Sunday, June 22, 2008
Sometimes a judge will order a person convicted of a crime to pay restitution to the victim for the victim's losses. This can range from a father forced to pay a college/victim his son's savings bond for fraudulently submitting a false financial aid application, to a thief who is forced to pay his victim for the value of the property he stole. Under PL 15-46, 6 CMC 4109(h)(new in the 2007 pocket part), we have a statute which says that a restitution order is a "judgment lien" that attaches to the property of the person subject to the order; may be perfected; and may be enforced against a probationer as if the order were a civil judgment enforceable by execution...." It appears that this type of restitution order can be enforced through a writ or order in aid of judgment before the same judge who handled the criminal case (and under the same index number).
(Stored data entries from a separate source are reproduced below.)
mod config;
mod flows;
mod health_check;
mod helpers;
mod transactions;
mod users;
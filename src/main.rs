use std::fmt::Debug;
use std::fmt::Display;

use segflow::configuration::get_configuration;
use segflow::executor::init_flow_executor;
use segflow::startup::Application;
use segflow::telemetry::get_subscriber;
use segflow::telemetry::init_subscriber;
use tokio::task::JoinError;

fn report_exit(
    name: &str,
    outcome: Result<Result<(), impl Debug + Display>, JoinError>,
) {
    match outcome {
        Ok(Ok(())) => {
            tracing::info!("{name} exited gracefully")
        }

        Ok(Err(e)) => {
            tracing::error!(
                error.cause_chain=?e,
                error.message=%e,
                "{name} failed (inner)"
            )
        }

        Err(e) => {
            tracing::error!(
                error.cause_chain=?e,
                error.message=%e,
                "{name} failed (outer)"
            )
        }
    }
}

/// Initialise telemetry, load config, and start the server plus the flow
/// executor worker side by side. Whichever exits first takes the process
/// down with it; a marketing engine whose scheduler has died should not
/// keep accepting writes.
#[tokio::main] // requires tokio features: macros, rt-multi-thread
async fn main() -> Result<(), anyhow::Error> {
    let subscriber = get_subscriber("segflow", "info", std::io::stdout);
    init_subscriber(subscriber);

    let cfg = get_configuration()?;

    let server = Application::build(cfg.clone()).await?.run_until_stopped();
    let flow_executor = init_flow_executor(cfg);

    let server_thread = tokio::spawn(server);
    let flow_executor_thread = tokio::spawn(flow_executor);

    tokio::select! {
        o = server_thread => { report_exit("API", o) },
        o = flow_executor_thread => { report_exit("Flow executor", o) },
    }

    Ok(())
}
After taking a look at the Superior Court cases on the Law Revision site, I did not come up with any case where this has been done. So I took a general survey of US cases. It appears that when a statute authorizes victims of crime to enforce restitution orders as if they were civil judgments, the victim can use the restitution order to obtain further relief to force compliance--and, importantly, this can be done without an initial hearing or finding of noncompliance. See State v. Wiens, 77 Wn. App. 651, 656-657 (Wash. Ct. App. 1995). There is no need to start a new action, civil or criminal, to enforce a restitution order as if it was a judgment. See United States v. Mays, 430 F.3d 963, 967 (9th Cir. Cal. 2005). We have yet to see how the CNMI Superior Court will deal with this issue. I will be updating this post when I find out--stay tuned.
Monday, June 16, 2008
I was appearing before a very fine Superior Court jurist today who remarked that practitioners should file both their PDF proposed order and an original order in a word processing format. This makes it possible for the Judge to make corrections, even if only to a date. This Judge told the lawyers present that often people assume that the Judge did not even read the order when it has been signed because such mistakes cannot be changed when the document is only in PDF format. One of the lawyers then informed us all that he was not able to upload his Microsoft Word documents to Lexis e-filing. I would think though, that for most of us, we can either transform the document into rich text format or another word processing program. In addition, there was some talk that Adobe 10 will allow editing of PDF documents. I did a search and only came up with Adobe 9--perhaps there is something in the works. At the end of the day, the more we know which will expedite our orders and keep the Court happy, the better.
Wednesday, June 4, 2008
In a recent case, a colleague of mine was required to show proof to a bank that the new administrator had indeed been appointed by the court so that a trust account could be opened. The bank did not want to accept the court's order because there was no signature on the signature line. Instead, there was a banner across the top of the document which said it was signed with the court's seal. The electronic filing rules say that the person filing a document is deemed to have signed it. But while the legal community has adjusted to the (at first disconcerting, I admit) lack of signature on the line where we used to expect it, it may be that not all of our fellow colleagues in the business world have had the opportunity to adjust. As a result, I suggest that we send a copy of Rule 6.5 of the Commonwealth Rules for Electric Filing and Service along with orders we are asking others to comply with if there is any question raised.